I do think that this cuts multiple ways. Erin doesn't really talk about this in her post, becuase it's not the point (her post is about trollery, this post is not) but... we should be able to frankly discuss what is problematic about a video game/novel/play/film both aesthetically and politically without people feeling personally attacked or like we are equating them with those problems. At the same time, there is a kind of lefty holier-than-thou thing that's fairly common on the internet where people really are using political concerns to say that people who like something are bad people (or stupid people) or that pieces of writing that have problematic qualities reveal some hidden evil in the part of their writers.

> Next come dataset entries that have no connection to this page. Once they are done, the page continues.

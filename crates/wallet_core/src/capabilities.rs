//! Boundary capabilities the wallet core consumes but does not implement.

use std::time::{Duration, SystemTime, UNIX_EPOCH};

use anyhow::{anyhow, Result};
use async_trait::async_trait;
use rand::RngCore;
use shared::domain::{BiometricHandle, FeeSponsorship, WalletAddress};
use thiserror::Error;

pub const CHALLENGE_LEN: usize = 32;
pub const USER_HANDLE_LEN: usize = 16;
pub const DEFAULT_CREDENTIAL_TIMEOUT: Duration = Duration::from_secs(60);
pub const DEFAULT_TRANSFER_LATENCY: Duration = Duration::from_millis(1500);

#[derive(Debug, Clone, Copy, PartialEq, Eq, Error)]
pub enum BiometricError {
    #[error("user cancelled the biometric prompt")]
    UserCancelled,
    #[error("platform authenticator unavailable")]
    Unsupported,
    #[error("biometric prompt timed out")]
    Timeout,
}

/// COSE algorithm identifiers offered at credential creation.
#[derive(Debug, Clone, Copy, PartialEq, Eq)]
pub enum CoseAlgorithm {
    Es256,
    Rs256,
}

impl CoseAlgorithm {
    pub fn id(self) -> i32 {
        match self {
            Self::Es256 => -7,
            Self::Rs256 => -257,
        }
    }
}

#[derive(Debug, Clone, Copy, PartialEq, Eq)]
pub enum UserVerification {
    Required,
}

#[derive(Debug, Clone, Copy, PartialEq, Eq)]
pub enum ResidentKey {
    Preferred,
}

#[derive(Debug, Clone)]
pub struct RelyingParty {
    pub id: String,
    pub name: String,
}

#[derive(Debug, Clone)]
pub struct CredentialUser {
    pub id: [u8; USER_HANDLE_LEN],
    pub name: String,
    pub display_name: String,
}

#[derive(Debug, Clone)]
pub struct CredentialCreationRequest {
    pub challenge: [u8; CHALLENGE_LEN],
    pub relying_party: RelyingParty,
    pub user: CredentialUser,
    pub algorithms: Vec<CoseAlgorithm>,
    pub user_verification: UserVerification,
    pub resident_key: ResidentKey,
    pub timeout: Duration,
}

impl CredentialCreationRequest {
    /// Fresh random challenge and user handle, ES256 then RS256, verification required.
    pub fn new(relying_party: RelyingParty, name: &str, display_name: &str, timeout: Duration) -> Self {
        let mut user_id = [0u8; USER_HANDLE_LEN];
        rand::thread_rng().fill_bytes(&mut user_id);
        Self {
            challenge: random_challenge(),
            relying_party,
            user: CredentialUser {
                id: user_id,
                name: name.to_string(),
                display_name: display_name.to_string(),
            },
            algorithms: vec![CoseAlgorithm::Es256, CoseAlgorithm::Rs256],
            user_verification: UserVerification::Required,
            resident_key: ResidentKey::Preferred,
            timeout,
        }
    }
}

#[derive(Debug, Clone)]
pub struct AssertionRequest {
    pub challenge: [u8; CHALLENGE_LEN],
    pub allowed_credentials: Vec<BiometricHandle>,
    pub user_verification: UserVerification,
    pub timeout: Duration,
}

impl AssertionRequest {
    pub fn for_handle(handle: &BiometricHandle, timeout: Duration) -> Self {
        Self {
            challenge: random_challenge(),
            allowed_credentials: vec![handle.clone()],
            user_verification: UserVerification::Required,
            timeout,
        }
    }
}

#[derive(Debug, Clone, PartialEq, Eq)]
pub struct Credential {
    pub id: String,
    pub raw_id: Vec<u8>,
}

impl From<Credential> for BiometricHandle {
    fn from(value: Credential) -> Self {
        Self {
            credential_id: value.id,
            raw_id: value.raw_id,
        }
    }
}

#[derive(Debug, Clone, PartialEq, Eq)]
pub struct Assertion {
    pub credential_id: String,
    pub signature: Vec<u8>,
}

fn random_challenge() -> [u8; CHALLENGE_LEN] {
    let mut challenge = [0u8; CHALLENGE_LEN];
    rand::thread_rng().fill_bytes(&mut challenge);
    challenge
}

#[async_trait]
pub trait BiometricAuthenticator: Send + Sync {
    async fn create_credential(
        &self,
        request: CredentialCreationRequest,
    ) -> std::result::Result<Credential, BiometricError>;
    async fn get_assertion(
        &self,
        request: AssertionRequest,
    ) -> std::result::Result<Assertion, BiometricError>;
}

pub struct MissingBiometricAuthenticator;

#[async_trait]
impl BiometricAuthenticator for MissingBiometricAuthenticator {
    async fn create_credential(
        &self,
        _request: CredentialCreationRequest,
    ) -> std::result::Result<Credential, BiometricError> {
        Err(BiometricError::Unsupported)
    }

    async fn get_assertion(
        &self,
        _request: AssertionRequest,
    ) -> std::result::Result<Assertion, BiometricError> {
        Err(BiometricError::Unsupported)
    }
}

#[derive(Debug, Clone)]
pub struct TransferRequest {
    pub sender: WalletAddress,
    pub recipient: WalletAddress,
    /// Token mint, opaque to the core.
    pub mint: String,
    /// Integer minor units of the token.
    pub amount: u64,
    pub fee_sponsorship: FeeSponsorship,
}

#[async_trait]
pub trait TransferSubmitter: Send + Sync {
    /// Returns the confirmation reference of the submitted transfer.
    async fn submit_transfer(&self, request: TransferRequest) -> Result<String>;
}

pub struct MissingTransferSubmitter;

#[async_trait]
impl TransferSubmitter for MissingTransferSubmitter {
    async fn submit_transfer(&self, _request: TransferRequest) -> Result<String> {
        Err(anyhow!("transfer backend is unavailable"))
    }
}

/// Pretends to relay a sponsored transfer and hands back a mock signature.
pub struct SimulatedTransferSubmitter {
    latency: Duration,
}

impl SimulatedTransferSubmitter {
    pub fn new(latency: Duration) -> Self {
        Self { latency }
    }
}

impl Default for SimulatedTransferSubmitter {
    fn default() -> Self {
        Self::new(DEFAULT_TRANSFER_LATENCY)
    }
}

#[async_trait]
impl TransferSubmitter for SimulatedTransferSubmitter {
    async fn submit_transfer(&self, request: TransferRequest) -> Result<String> {
        if request.amount == 0 {
            return Err(anyhow!("transfer amount must be non-zero"));
        }
        tokio::time::sleep(self.latency).await;
        let millis = SystemTime::now()
            .duration_since(UNIX_EPOCH)
            .map(|elapsed| elapsed.as_millis())
            .unwrap_or_default();
        tracing::debug!(
            sender = %request.sender,
            recipient = %request.recipient,
            amount = request.amount,
            sponsored = request.fee_sponsorship == FeeSponsorship::Sponsored,
            "simulated transfer relayed"
        );
        Ok(format!("5xKqXiGaslessTx_{millis}_WebAuthn"))
    }
}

I've been on both ends of this. I've written (or said) that people who like the films Wanted andWatchmen are bad people even though I have very close friends who like both, for example. And I've certainly read things in bad faith, or been accused of writing something that I just plain didn't write. This issue is not nearly as big a problem as a bunch of assholes trying to threaten an internet cultural critic with rape and violence until she stops talking about sexism, but it is a real thing.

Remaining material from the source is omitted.